Microfluidics for Precision Cell Therapies

Description:
Adoptive cell therapy (ACT) is a type of immunotherapy that involves the processing of blood from a donor to isolate immune cells (e.g. T cells) for genetic manipulation followed by reinfusion of the cells into patients. Specifically for CAR T cell therapy, genetic coding material (e.g. DNA, mRNA) is inserted into the T cells to express chimeric antigen receptors to target biomarkers of cancer cells and trigger an activated immune response towards the tumor of interest. This process that starts from blood drawn from one person and ends with specialized engineered cells delivered to the same patient includes multiple tedious and costly steps, and can require a long time that the patient may not have. Microfluidics techniques are being developed that can address all steps of this cell manufacturing process, including cell harvesting, cell isolation, cell activation and expansion, and cell transfection. In this talk I will introduce microfluidic platforms in my lab, one is the lateral cavity acoustic transducer (LCAT) and the other is droplet microfluidics. LCAT was used for processing blood samples, isolating T cells, transfecting T cells, and finally expanding T cells to scale up for treatment. Based on LCAT, we developed the acoustic electric shear orbiting poration (AESOP) device to uniformly deliver genetic cargo dosage into a large population of cells simultaneously. Based on droplet microfluidics we constructed a single cell artificial antigen presenting cells (aAPCs) for T cell activation. By trapping single cells in microfluidic compartments, we are able to study the cell morphology and cell-cell communications to further understand immune cell activation and immune cell synapses.

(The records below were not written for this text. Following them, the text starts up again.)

//! The generation loop that turns a catalog and a weakness profile into a recommendation.

use std::{
    sync::{
        Arc,
        atomic::{AtomicBool, Ordering},
    },
    time::Instant,
};

use exreco_catalog::{ExerciseCatalog, ExerciseId, WeaknessProfile};
use rand::{Rng, SeedableRng as _};
use rand_pcg::Pcg32;
use serde::Serialize;
use tracing::{debug, info, info_span, warn};

use crate::{
    RecommendError,
    config::{GaConfig, RunSeed},
    convergence::{ConvergenceMonitor, GenerationState, TerminationReason},
    crossover::UniformCrossover,
    elitism::Elitism,
    fitness::{FitnessComponents, FitnessEvaluator},
    mutation::AdaptiveMutation,
    population::{Individual, Population},
    selection::WeaknessBiasedSelection,
    weighting::SamplingWeights,
};

/// Caller-held flag that stops a run at the next checkpoint between generations.
///
/// Clones share the same flag, so one clone can be handed to another thread.
#[derive(Debug, Clone, Default)]
pub struct CancellationToken(Arc<AtomicBool>);

impl CancellationToken {
    #[must_use]
    pub fn new() -> Self {
        Self::default()
    }

    pub fn cancel(&self) {
        self.0.store(true, Ordering::Relaxed);
    }

    #[must_use]
    pub fn is_cancelled(&self) -> bool {
        self.0.load(Ordering::Relaxed)
    }
}

/// Phases of a run.
///
/// `Converged` carries whichever stop condition fired first, including the deadline and
/// cancellation checks.
#[derive(Debug, Clone, Copy, PartialEq, Eq)]
pub enum RunState {
    Initialized,
    Evaluating,
    Evolving,
    Converged(TerminationReason),
    Terminated(TerminationReason),
}

/// One recommended exercise set with its fitness breakdown.
#[derive(Debug, Clone, PartialEq, Serialize)]
pub struct Recommendation {
    pub exercises: Vec<ExerciseId>,
    pub fitness: FitnessComponents,
}

impl Recommendation {
    fn from_individual(individual: &Individual) -> Self {
        Self {
            exercises: individual.genes().to_vec(),
            fitness: individual
                .fitness()
                .copied()
                .unwrap_or_else(|| FitnessComponents::new(0.0, 0.0, 0.0)),
        }
    }
}

#[derive(Debug, Clone, PartialEq, Serialize)]
pub struct RunStatistics {
    pub elapsed_ms: u64,
    pub initial_best_fitness: f32,
    pub final_best_fitness: f32,
    /// `(final - initial) / max(initial, 0.001) * 100`
    pub improvement_percent: f32,
    pub last_improvement_generation: usize,
    /// Best-known fitness after each evaluated generation, generation 0 first.
    pub best_fitness_history: Vec<f32>,
}

#[derive(Debug, Clone, PartialEq, Serialize)]
pub struct RunDiagnostics {
    /// Number of evolution steps executed.
    pub generations: usize,
    pub termination_reason: TerminationReason,
    /// Seed that reproduces this run, when it was driven by a [`RunSeed`].
    pub seed: Option<RunSeed>,
    pub statistics: RunStatistics,
}

/// Outcome of a run: the best exercise set, runners-up and diagnostics.
#[derive(Debug, Clone, PartialEq, Serialize)]
pub struct RecommendationResult {
    pub exercises: Vec<ExerciseId>,
    pub fitness: FitnessComponents,
    /// Next-best distinct exercise sets, best first. Holds at most `num_results - 1`
    /// entries.
    pub alternatives: Vec<Recommendation>,
    pub diagnostics: RunDiagnostics,
}

/// What an observer sees after each Evaluating phase.
#[derive(Debug, Clone, Copy)]
pub struct GenerationSnapshot<'p> {
    pub generation: usize,
    /// Best fitness seen so far in the run.
    pub best_fitness: f32,
    pub mean_fitness: f32,
    pub variance: f32,
    pub stagnant_generations: usize,
    /// The evaluated, ranked population.
    pub population: &'p Population,
}

/// Runs the genetic algorithm over one catalog snapshot and one learner profile.
///
/// The catalog and profile are borrowed immutably for the whole run. Each run owns its
/// population, so independent recommenders may run concurrently over the same catalog.
#[derive(Debug, Clone, Copy)]
pub struct Recommender<'a> {
    catalog: &'a ExerciseCatalog,
    profile: &'a WeaknessProfile,
    config: &'a GaConfig,
}

impl<'a> Recommender<'a> {
    pub fn new(
        catalog: &'a ExerciseCatalog,
        profile: &'a WeaknessProfile,
        config: &'a GaConfig,
    ) -> Result<Self, RecommendError> {
        let active = catalog.active_count();
        if active == 0 {
            return Err(RecommendError::EmptyCatalog);
        }
        config.check_catalog(active)?;
        Ok(Self {
            catalog,
            profile,
            config,
        })
    }

    /// Runs to completion with the configured seed, or a fresh one when none is set.
    pub fn recommend(&self) -> Result<RecommendationResult, RecommendError> {
        self.recommend_with_cancel(&CancellationToken::new())
    }

    pub fn recommend_with_cancel(
        &self,
        cancel: &CancellationToken,
    ) -> Result<RecommendationResult, RecommendError> {
        let seed = self
            .config
            .random_seed()
            .unwrap_or_else(|| rand::rng().random());
        self.run_seeded(seed, cancel, |_| {})
    }

    /// Runs with a [`Pcg32`] seeded from `seed`. Identical inputs and seed give an
    /// identical result, elapsed time aside.
    pub fn run_seeded<F>(
        &self,
        seed: RunSeed,
        cancel: &CancellationToken,
        observer: F,
    ) -> Result<RecommendationResult, RecommendError>
    where
        F: FnMut(&GenerationSnapshot<'_>),
    {
        let span = info_span!(
            "recommend",
            seed = %seed,
            population_size = self.config.population_size(),
            num_exercises = self.config.num_exercises(),
        );
        let _enter = span.enter();

        let mut rng = Pcg32::seed_from_u64(seed.0);
        let mut result = self.run(&mut rng, cancel, observer)?;
        result.diagnostics.seed = Some(seed);
        Ok(result)
    }

    /// Drives the state machine with a caller-supplied generator.
    ///
    /// `observer` is called once per evaluated generation, after the convergence check.
    pub fn run<R, F>(
        &self,
        rng: &mut R,
        cancel: &CancellationToken,
        mut observer: F,
    ) -> Result<RecommendationResult, RecommendError>
    where
        R: Rng + ?Sized,
        F: FnMut(&GenerationSnapshot<'_>),
    {
        let start = Instant::now();
        let deadline = self.config.deadline().map(|budget| start + budget);

        let ops = Operators::new(self.catalog, self.profile, self.config);
        if ops.evaluator.is_weakness_neutral() {
            warn!("no weak skill is covered by the active catalog, using neutral weakness score");
        }
        let mut monitor = ConvergenceMonitor::from_config(self.config);

        let mut population = Population::initialize(
            &ops.weights,
            self.config.population_size(),
            self.config.num_exercises(),
            rng,
        )?;
        let mut best: Option<Individual> = None;
        let mut generation = 0;
        let mut state = RunState::Initialized;

        let reason = loop {
            state = match state {
                RunState::Initialized => RunState::Evaluating,
                RunState::Evaluating => {
                    population.evaluate_fitness(&ops.evaluator);
                    if let Some(leader) = population.best()
                        && best.as_ref().is_none_or(|b| leader.score() > b.score())
                    {
                        best = Some(leader.clone());
                    }

                    let stats = population.compute_fitness_stats();
                    let mean = stats.as_ref().map_or(0.0, |s| s.mean);
                    let variance = stats.as_ref().map_or(0.0, |s| s.variance);
                    let best_score = best.as_ref().map_or(0.0, Individual::score);
                    let verdict = monitor.observe(generation, best_score, variance);
                    debug!(
                        generation,
                        best = monitor.best_fitness(),
                        mean,
                        variance,
                        stagnant = monitor.stagnant_generations(),
                        "generation evaluated"
                    );
                    observer(&GenerationSnapshot {
                        generation,
                        best_fitness: monitor.best_fitness(),
                        mean_fitness: mean,
                        variance,
                        stagnant_generations: monitor.stagnant_generations(),
                        population: &population,
                    });

                    let stop = verdict
                        .or_else(|| self.checkpoint(generation, cancel, deadline));
                    match stop {
                        Some(reason) => RunState::Converged(reason),
                        None => RunState::Evolving,
                    }
                }
                RunState::Evolving => {
                    let progress = monitor.state(generation);
                    population = ops.next_generation(&population, &progress, rng);
                    generation += 1;
                    RunState::Evaluating
                }
                RunState::Converged(reason) => {
                    if matches!(
                        reason,
                        TerminationReason::Deadline | TerminationReason::Cancelled
                    ) {
                        warn!(generation, %reason, "run cut short, returning best so far");
                    }
                    RunState::Terminated(reason)
                }
                RunState::Terminated(reason) => break reason,
            };
        };

        info!(
            reason = %reason,
            generations = generation,
            best_fitness = monitor.best_fitness(),
            "recommendation finished"
        );
        Ok(self.finish(population, best, &monitor, generation, reason, start))
    }

    /// Stop conditions other than convergence, in precedence order.
    fn checkpoint(
        &self,
        generation: usize,
        cancel: &CancellationToken,
        deadline: Option<Instant>,
    ) -> Option<TerminationReason> {
        if generation >= self.config.generations() {
            Some(TerminationReason::MaxGenerations)
        } else if cancel.is_cancelled() {
            Some(TerminationReason::Cancelled)
        } else if deadline.is_some_and(|d| Instant::now() >= d) {
            Some(TerminationReason::Deadline)
        } else {
            None
        }
    }

    fn finish(
        &self,
        mut population: Population,
        best: Option<Individual>,
        monitor: &ConvergenceMonitor,
        generations: usize,
        termination_reason: TerminationReason,
        start: Instant,
    ) -> RecommendationResult {
        population.extend(best);
        population.rank();
        let mut top = population
            .top_distinct(self.config.num_results())
            .into_iter()
            .map(Recommendation::from_individual);
        let winner = top.next().unwrap_or_else(|| Recommendation {
            exercises: Vec::new(),
            fitness: FitnessComponents::new(0.0, 0.0, 0.0),
        });
        let alternatives = top.collect();

        let history = monitor.history().to_vec();
        let initial = history.first().copied().unwrap_or(0.0);
        let final_best = monitor.best_fitness();
        let statistics = RunStatistics {
            elapsed_ms: u64::try_from(start.elapsed().as_millis()).unwrap_or(u64::MAX),
            initial_best_fitness: initial,
            final_best_fitness: final_best,
            improvement_percent: (final_best - initial) / initial.max(0.001) * 100.0,
            last_improvement_generation: monitor.last_improvement_generation(),
            best_fitness_history: history,
        };

        RecommendationResult {
            exercises: winner.exercises,
            fitness: winner.fitness,
            alternatives,
            diagnostics: RunDiagnostics {
                generations,
                termination_reason,
                seed: None,
                statistics,
            },
        }
    }
}

/// The per-run operator set, built once from the configuration.
struct Operators<'a> {
    weights: SamplingWeights<'a>,
    evaluator: FitnessEvaluator<'a>,
    selection: WeaknessBiasedSelection<'a>,
    crossover: UniformCrossover,
    mutation: AdaptiveMutation,
    elitism: Elitism,
}

impl<'a> Operators<'a> {
    fn new(catalog: &'a ExerciseCatalog, profile: &'a WeaknessProfile, config: &GaConfig) -> Self {
        let weights = SamplingWeights::new(catalog, profile);
        Self {
            weights,
            evaluator: FitnessEvaluator::new(catalog, profile, config.num_exercises()),
            selection: WeaknessBiasedSelection::new(&weights),
            crossover: UniformCrossover::new(config.crossover_rate()),
            mutation: AdaptiveMutation::new(
                config.mutation_base_rate(),
                config.convergence_patience(),
                catalog,
            ),
            elitism: Elitism::new(config.elite_count()),
        }
    }

    /// Selection, crossover, mutation and elitism over an evaluated, ranked population.
    fn next_generation<R>(
        &self,
        parents: &Population,
        progress: &GenerationState,
        rng: &mut R,
    ) -> Population
    where
        R: Rng + ?Sized,
    {
        let individuals = parents.individuals();
        let size = individuals.len();
        let pairs = self
            .selection
            .select_pairs(individuals, size.div_ceil(2), rng);

        let mut children = Vec::with_capacity(pairs.len() * 2);
        for (a, b) in pairs {
            let (a, b) = (&individuals[a], &individuals[b]);
            children.push(self.crossover.offspring(a, b, &self.weights, rng));
            children.push(self.crossover.offspring(b, a, &self.weights, rng));
        }
        children.truncate(size);

        let mut mutated = 0;
        for child in &mut children {
            mutated += self.mutation.mutate(child, &self.weights, progress, rng);
        }
        debug!(generation = progress.generation, mutated, "offspring generated");

        let mut offspring = Population::from_individuals(children);
        offspring.evaluate_fitness(&self.evaluator);
        self.elitism.apply(parents, offspring)
    }
}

Speaker: Abraham Lee - University of California, Irvine
Abraham (Abe) P. Lee is Professor in BME and MAE at UC Irvine (UCI). He directs the CADMIM Center focusing on integrated microfluidics. Dr. Lee was Editor-in-Chief for Lab on a Chip (2017 to 2020). Prior to UCI, he was program manager at DARPA and group leader at LLNL. Dr. Lee pioneered research in microfluidics, and currently focuses on biomedical applications such as liquid biopsy, microphysiological systems, cell engineering, and immunotherapy. His research has contributed to the founding of several start-up companies. He has 55 issued US patents and over 130 journals articles. Dr. Lee was awarded the 2009 Pioneers of Miniaturization Prize and is an elected fellow of the National Academy of Inventors (NAI), the American Institute of Medical and Biological Engineering (AIMBE), the Royal Society of Chemistry (RSC), the American Society of Mechanical Engineering (ASME), the International Academy of Medical and Biological Engineering, and the Biomedical Engineering Society (BMES).